Using canule to make a bigger incision and checking by C-arm.
Evaluation and remove the yellow ligament, retract the nerve root
due to remove the herniation block.
*Advantages: this is a minimally invasive technique, short time in
hospital, quick recovery, clearly operation field, few complications.
Disadvantages: long-term training, high costs, just only indication for
extrusion and migration herniation.
- Endoscopic discectomy transforamen.
*Indication : foramen herniation, extraforamen herniation,
subarticular and lateral herniation.
* Advantages: clear images, less recurrent herniation because of
less anulus fibrosus injury. Less the risk of nerve root injury, scar and
adhesion fibrosus. No spinal muscle retraction and reduce the risk of
spinal instability, reduce the height of disc.
* Disadvantages: endoscopic instruments are expensive.

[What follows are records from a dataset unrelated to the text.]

// reqwest-backed implementation of `ApiClient`
use async_trait::async_trait;
use parking_lot::Mutex;
use reqwest::multipart::{Form, Part};
use reqwest::{Client, RequestBuilder};
use serde::de::DeserializeOwned;
use std::time::{Duration, Instant};
use tracing::{debug, warn};

use crate::api::*;
use crate::listing::{Listing, ListingId};
use crate::property::PropertySubmission;
use crate::session::CurrentUser;

pub struct HttpApiClient {
    config: ClientConfig,
    http: Client,
    stats: Mutex<ClientStats>,
}

impl HttpApiClient {
    pub fn new(config: ClientConfig) -> Result<Self, ClientError> {
        config.validate()?;

        let http = Client::builder()
            .timeout(Duration::from_millis(config.timeout_ms))
            .build()
            .map_err(|e| ClientError::InitError(e.to_string()))?;

        Ok(Self {
            config,
            http,
            stats: Mutex::new(ClientStats::default()),
        })
    }

    pub fn config(&self) -> &ClientConfig {
        &self.config
    }

    // Sends the request and hands back status and raw body; JSON mapping is
    // left to the caller so bookings can apply their own rules.
    async fn execute(&self, request: RequestBuilder, path: &str) -> Result<(u16, String), ApiError> {
        let started = Instant::now();
        let outcome = self.send(request).await;
        let elapsed_ms = started.elapsed().as_secs_f64() * 1000.0;

        let succeeded = matches!(&outcome, Ok((status, _)) if (200..300).contains(status));
        self.stats.lock().record(succeeded, elapsed_ms);

        match &outcome {
            Ok((status, _)) => debug!(endpoint = path, status, elapsed_ms, "Backend responded"),
            Err(e) => warn!(endpoint = path, error = %e, "Request failed"),
        }
        outcome
    }

    async fn send(&self, request: RequestBuilder) -> Result<(u16, String), ApiError> {
        let response = request
            .header(reqwest::header::ACCEPT, "application/json")
            .send()
            .await
            .map_err(|e| self.transport_error(e))?;
        let status = response.status().as_u16();
        let body = response
            .text()
            .await
            .map_err(|e| self.transport_error(e))?;
        Ok((status, body))
    }

    fn transport_error(&self, error: reqwest::Error) -> ApiError {
        if error.is_timeout() {
            ApiError::Timeout(self.config.timeout_ms)
        } else {
            ApiError::NetworkError(error.to_string())
        }
    }

    async fn get_json<T: DeserializeOwned>(
        &self,
        path: &str,
        token: Option<&str>,
        fallback: &str,
    ) -> Result<T, ApiError> {
        let mut request = self.http.get(self.config.endpoint(path));
        if let Some(token) = token {
            request = request.bearer_auth(token);
        }
        let (status, body) = self.execute(request, path).await?;
        parse_json_response(status, &body, fallback)
    }
}

#[async_trait]
impl ApiClient for HttpApiClient {
    async fn list_packages(&self) -> Result<Vec<Listing>, ApiError> {
        self.get_json(PACKAGES_PATH, None, "Failed to fetch properties")
            .await
    }

    async fn create_booking(
        &self,
        request: &BookingRequest,
    ) -> Result<BookingConfirmation, ApiError> {
        debug!(
            listing_id = request.property_id,
            guest_id = request.guest_id,
            nights = request.no_of_nights,
            "Creating booking"
        );
        let builder = self.http.post(self.config.endpoint(BOOK_PATH)).json(request);
        let (status, body) = self.execute(builder, BOOK_PATH).await?;
        parse_booking_response(status, &body)
    }

    async fn list_bookings(&self) -> Result<Vec<BookingRecord>, ApiError> {
        let builder = self.http.get(self.config.endpoint(ALL_BOOKINGS_PATH));
        let (status, body) = self.execute(builder, ALL_BOOKINGS_PATH).await?;
        unwrap_bookings(&body, status)
    }

    async fn list_owner_bookings(&self, token: &str) -> Result<Vec<BookingRecord>, ApiError> {
        let builder = self
            .http
            .get(self.config.endpoint(OWNER_BOOKINGS_PATH))
            .bearer_auth(token);
        let (status, body) = self.execute(builder, OWNER_BOOKINGS_PATH).await?;
        unwrap_bookings(&body, status)
    }

    async fn update_booking_status(
        &self,
        booking_id: i64,
        status: BookingStatus,
    ) -> Result<Ack, ApiError> {
        let path = format!("{}/{}", BOOKING_STATUS_PATH, booking_id);
        let builder = self
            .http
            .patch(self.config.endpoint(&path))
            .json(&serde_json::json!({ "status": status }));
        let (code, body) = self.execute(builder, &path).await?;
        if !(200..300).contains(&code) {
            // The inbox shows the raw reply on failure
            return Err(ApiError::ApiResponseError {
                status_code: code,
                message: format!("Server responded with {}: {}", code, body),
            });
        }
        parse_json_response(code, &body, "Failed to update booking status")
    }

    async fn login(&self, credentials: &LoginRequest) -> Result<LoginResponse, ApiError> {
        let builder = self
            .http
            .post(self.config.endpoint(LOGIN_PATH))
            .json(credentials);
        let (status, body) = self.execute(builder, LOGIN_PATH).await?;
        parse_json_response(
            status,
            &body,
            "Login failed. Please check your credentials.",
        )
    }

    async fn register(&self, registration: &Registration) -> Result<Ack, ApiError> {
        let builder = self
            .http
            .post(self.config.endpoint(REGISTER_PATH))
            .json(registration);
        let (status, body) = self.execute(builder, REGISTER_PATH).await?;
        parse_json_response(status, &body, "Failed to create account")
    }

    async fn profile(&self, token: &str) -> Result<CurrentUser, ApiError> {
        let builder = self
            .http
            .get(self.config.endpoint(PROFILE_PATH))
            .bearer_auth(token);
        let (status, body) = self.execute(builder, PROFILE_PATH).await?;
        unwrap_profile(&body, status)
    }

    async fn list_properties(&self, token: &str) -> Result<Vec<Listing>, ApiError> {
        self.get_json(PROPERTIES_PATH, Some(token), "Failed to fetch properties")
            .await
    }

    async fn register_property(
        &self,
        token: &str,
        property: &PropertySubmission,
    ) -> Result<Ack, ApiError> {
        let facilities = serde_json::to_string(&property.facilities)
            .map_err(|e| ApiError::ClientError(e.to_string()))?;

        let mut form = Form::new()
            .text("title", property.title.clone())
            .text("description", property.description.clone())
            .text("location", property.location.clone())
            .text("price", property.price.clone())
            .text("property_type", property.property_type.label().to_string())
            .text("facilities", facilities);

        for image in &property.images {
            let part = Part::bytes(image.data.to_vec())
                .file_name(image.file_name.clone())
                .mime_str(&image.content_type)
                .map_err(|e| ApiError::ClientError(e.to_string()))?;
            form = form.part("images", part);
        }

        let builder = self
            .http
            .post(self.config.endpoint(REGISTER_PROPERTY_PATH))
            .bearer_auth(token)
            .multipart(form);
        let (status, body) = self.execute(builder, REGISTER_PROPERTY_PATH).await?;
        parse_json_response(status, &body, "Failed to upload property")
    }

    async fn delete_property(&self, token: &str, property_id: ListingId) -> Result<Ack, ApiError> {
        let path = format!("{}/{}", DELETE_PROPERTY_PATH, property_id);
        let builder = self
            .http
            .delete(self.config.endpoint(&path))
            .bearer_auth(token);
        let (status, body) = self.execute(builder, &path).await?;
        parse_json_response(status, &body, "Failed to delete property")
    }

    fn stats(&self) -> ClientStats {
        self.stats.lock().clone()
    }
}

#[cfg(test)]
mod tests {
    use super::*;

    #[test]
    fn test_rejects_invalid_config() {
        let config = ClientConfig {
            base_url: "ftp://bookings".to_string(),
            ..ClientConfig::default()
        };
        assert!(matches!(
            HttpApiClient::new(config),
            Err(ClientError::ConfigError(_))
        ));
    }

    #[test]
    fn test_builds_with_defaults() {
        let client = HttpApiClient::new(ClientConfig::default()).unwrap();
        assert_eq!(client.config().timeout_ms, DEFAULT_TIMEOUT_MS);
        assert_eq!(client.stats(), ClientStats::default());
    }

    #[tokio::test]
    async fn test_unreachable_backend_is_a_network_error() {
        let client = HttpApiClient::new(ClientConfig {
            base_url: "http://127.0.0.1:9".to_string(),
            timeout_ms: 2000,
            ..ClientConfig::default()
        })
        .unwrap();

        let err = client.list_packages().await.unwrap_err();
        assert!(matches!(
            err,
            ApiError::NetworkError(_) | ApiError::Timeout(_)
        ));
        assert_eq!(client.stats().requests_failed, 1);
    }
}
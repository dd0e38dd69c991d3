// Home page listing browser
use std::sync::Arc;
use tracing::{debug, error};

use crate::api::ApiClient;
use crate::booking::BookingViewModel;
use crate::listing::{Listing, ListingId};
use crate::pricing::PricingStrategy;
use crate::session::SessionContext;

pub const LOAD_FAILED: &str = "Failed to load properties";

#[derive(Debug, Clone, PartialEq)]
pub enum ListingsState {
    Loading,
    Ready(Vec<Listing>),
    Failed(String),
}

// What a card on the home page shows and where it links to
#[derive(Debug, Clone, PartialEq, Eq)]
pub struct ListingCard {
    pub id: Option<ListingId>,
    pub title: String,
    pub price_label: String,
    pub image: Option<String>,
    pub route: String,
}

impl From<&Listing> for ListingCard {
    fn from(listing: &Listing) -> Self {
        ListingCard {
            id: listing.id,
            title: listing.title.clone(),
            price_label: listing.display_price(),
            image: listing.cover_image().map(str::to_string),
            route: listing.booking_route(),
        }
    }
}

pub struct ListingBrowser {
    api: Arc<dyn ApiClient>,
    state: ListingsState,
}

impl ListingBrowser {
    pub fn new(api: Arc<dyn ApiClient>) -> Self {
        Self {
            api,
            state: ListingsState::Loading,
        }
    }

    pub fn state(&self) -> &ListingsState {
        &self.state
    }

    /// Fetches every package once. A failure stays visible until a new
    /// browser is created; there is no retry.
    pub async fn load(&mut self) -> &ListingsState {
        if self.state != ListingsState::Loading {
            return &self.state;
        }

        self.state = match self.api.list_packages().await {
            Ok(listings) => {
                debug!(count = listings.len(), "Listings loaded");
                ListingsState::Ready(listings)
            }
            Err(e) => {
                error!(error = %e, "Error fetching properties");
                ListingsState::Failed(LOAD_FAILED.to_string())
            }
        };
        &self.state
    }

    pub fn listings(&self) -> &[Listing] {
        match &self.state {
            ListingsState::Ready(listings) => listings,
            _ => &[],
        }
    }

    pub fn cards(&self) -> Vec<ListingCard> {
        self.listings().iter().map(ListingCard::from).collect()
    }

    pub fn find(&self, id: ListingId) -> Option<&Listing> {
        self.listings().iter().find(|l| l.id == Some(id))
    }

    // Navigating to the booking page hands over a copy of the listing; the
    // booking page never re-fetches it.
    pub fn select(
        &self,
        id: ListingId,
        session: SessionContext,
        strategy: PricingStrategy,
    ) -> Option<BookingViewModel> {
        let listing = self.find(id)?.clone();
        Some(BookingViewModel::new(
            listing,
            self.api.clone(),
            session,
            strategy,
        ))
    }
}

#[cfg(test)]
mod tests {
    use super::*;
    use crate::api::mock_server::{MockServer, Route};

    fn packages() -> Vec<Listing> {
        vec![
            Listing {
                id: Some(1),
                owner_id: Some(10),
                owner_name: "Bali".to_string(),
                title: "Bali Escape".to_string(),
                price: "2499".to_string(),
                images: vec!["bali.png".to_string()],
                ..Listing::default()
            },
            Listing {
                id: Some(2),
                owner_id: Some(11),
                owner_name: "Dubai".to_string(),
                title: "Desert Luxury".to_string(),
                price: "$ 1,999".to_string(),
                ..Listing::default()
            },
        ]
    }

    #[tokio::test]
    async fn test_load_exposes_cards() {
        let server = Arc::new(MockServer::new());
        server.set_packages(packages());
        let mut browser = ListingBrowser::new(server.clone());
        assert_eq!(browser.state(), &ListingsState::Loading);

        browser.load().await;

        let cards = browser.cards();
        assert_eq!(cards.len(), 2);
        assert_eq!(cards[0].price_label, "Rs. 2499");
        assert_eq!(cards[0].image.as_deref(), Some("bali.png"));
        assert_eq!(cards[0].route, "/booking/Bali");
        assert_eq!(cards[1].price_label, "$ 1,999");
        assert_eq!(cards[1].image, None);
    }

    #[tokio::test]
    async fn test_failure_is_permanent() {
        let server = Arc::new(MockServer::new());
        server.respond_with(Route::Packages, 500, "<h1>down</h1>");
        let mut browser = ListingBrowser::new(server.clone());

        assert_eq!(
            browser.load().await,
            &ListingsState::Failed(LOAD_FAILED.to_string())
        );
        browser.load().await;

        assert_eq!(server.calls_to(Route::Packages), 1);
        assert!(browser.cards().is_empty());
    }

    #[tokio::test]
    async fn test_select_hands_listing_to_booking_page() {
        let server = Arc::new(MockServer::new());
        server.set_packages(packages());
        let mut browser = ListingBrowser::new(server.clone());
        browser.load().await;

        let vm = browser
            .select(2, SessionContext::anonymous(), PricingStrategy::PerNight)
            .unwrap();
        assert_eq!(vm.listing().title, "Desert Luxury");
        assert_eq!(vm.strategy(), PricingStrategy::PerNight);
        assert!(browser
            .select(99, SessionContext::anonymous(), PricingStrategy::PerNight)
            .is_none());
        assert_eq!(server.calls_to(Route::Packages), 1);
    }
}
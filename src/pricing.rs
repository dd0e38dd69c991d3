// Price calculator for the booking page.
//
// Everything here is a pure derivation from the listing price text, the
// selected dates and the guest count. Callers recompute on every change
// instead of caching a total.

use serde::{Deserialize, Serialize};
use std::fmt;
use std::str::FromStr;

use crate::draft::DateRange;

const MILLIS_PER_NIGHT: i64 = 86_400_000;

// Billing model for a stay. The two booking pages in circulation disagree on
// whether the nightly price is per person, so the choice is configuration.
#[derive(Debug, Clone, Copy, PartialEq, Eq, Default, Serialize, Deserialize)]
#[serde(rename_all = "snake_case")]
pub enum PricingStrategy {
    #[default]
    PerGuestPerNight,
    PerNight,
}

impl PricingStrategy {
    pub fn as_str(&self) -> &'static str {
        match self {
            PricingStrategy::PerGuestPerNight => "per_guest_per_night",
            PricingStrategy::PerNight => "per_night",
        }
    }
}

impl fmt::Display for PricingStrategy {
    fn fmt(&self, f: &mut fmt::Formatter<'_>) -> fmt::Result {
        f.write_str(self.as_str())
    }
}

impl FromStr for PricingStrategy {
    type Err = String;

    fn from_str(s: &str) -> Result<Self, Self::Err> {
        match s.trim().to_ascii_lowercase().replace('-', "_").as_str() {
            "per_guest_per_night" | "per_guest" => Ok(PricingStrategy::PerGuestPerNight),
            "per_night" => Ok(PricingStrategy::PerNight),
            other => Err(format!("unknown pricing strategy: {}", other)),
        }
    }
}

// Breakdown shown in the price summary panel
#[derive(Debug, Clone, Copy, PartialEq, Eq)]
pub struct PriceQuote {
    pub unit_price: u64,
    pub nights: u64,
    pub guests: u64,
    pub total: u64,
}

/// Extracts the numeric amount from a display price such as `"Rs. 2,500"`.
///
/// All non-digit characters are dropped, so decimal points are not honoured
/// (`"$ 19.99"` reads as 1999). Text without digits yields 0; amounts too
/// large for a `u64` saturate.
pub fn parse_price(price_text: &str) -> u64 {
    let digits: String = price_text.chars().filter(char::is_ascii_digit).collect();
    if digits.is_empty() {
        return 0;
    }
    digits.parse().unwrap_or(u64::MAX)
}

// Leading-digit parse of the guest field: "3" and "3 people" are 3, "" and
// "abc" are None. Saturates instead of overflowing on absurd input.
pub fn parse_guest_count(guests: &str) -> Option<u64> {
    let digits: String = guests
        .trim()
        .chars()
        .take_while(char::is_ascii_digit)
        .collect();
    if digits.is_empty() {
        return None;
    }
    Some(digits.parse().unwrap_or(u64::MAX))
}

/// Whole nights between check-in and check-out, rounding partial days up.
/// Returns `None` while either end is unset; an inverted range counts as 0.
pub fn nights(range: &DateRange) -> Option<u64> {
    let (check_in, check_out) = range.bounds()?;
    let millis = (check_out - check_in).num_milliseconds();
    if millis <= 0 {
        return Some(0);
    }
    let whole = millis / MILLIS_PER_NIGHT;
    let nights = if millis % MILLIS_PER_NIGHT == 0 {
        whole
    } else {
        whole + 1
    };
    Some(nights as u64)
}

pub fn quote(
    price_text: &str,
    range: &DateRange,
    guests: &str,
    strategy: PricingStrategy,
) -> Option<PriceQuote> {
    let nights = nights(range)?;
    let guests = parse_guest_count(guests).filter(|g| *g > 0)?;
    let unit_price = parse_price(price_text);

    let per_night = match strategy {
        PricingStrategy::PerGuestPerNight => unit_price.saturating_mul(guests),
        PricingStrategy::PerNight => unit_price,
    };

    Some(PriceQuote {
        unit_price,
        nights,
        guests,
        total: nights.saturating_mul(per_night),
    })
}

/// Total cost of a stay, or 0 when any input is missing.
pub fn compute_total(
    price_text: &str,
    range: &DateRange,
    guests: &str,
    strategy: PricingStrategy,
) -> u64 {
    quote(price_text, range, guests, strategy).map_or(0, |q| q.total)
}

* Complications: injured exiting nerve root, inadequate removal
of disc materials, and postoperative disc infections are recorded in
Vietnam and other places.
1.4. Endorscopic surgery to remove the nucleus pulposus in
Vietnam
+ In 2010, Nguyen Van Thach conducted a study of 70
patients with mean folow-up period of 12 months. According to the
modified Macnab criteria, excellent and good outcomes comprise
92.9%. 6.7% of patients had fair outcomes. One patient experienced
recurrent hernia requiring additional operation (1.4% ).
9
+ In 2010, Nguyen Trong Thien also reported the outcome of a
study on 32 patients. Good and fair outcomes were 85,7% at 6-month

follow-up. 3 participants needed additional operation - one due to
dicitis; one due to poor preoperative assessment of the migrated
herniation; and one due to missing diagnosis. The author emphasized
the need of better skills and indications.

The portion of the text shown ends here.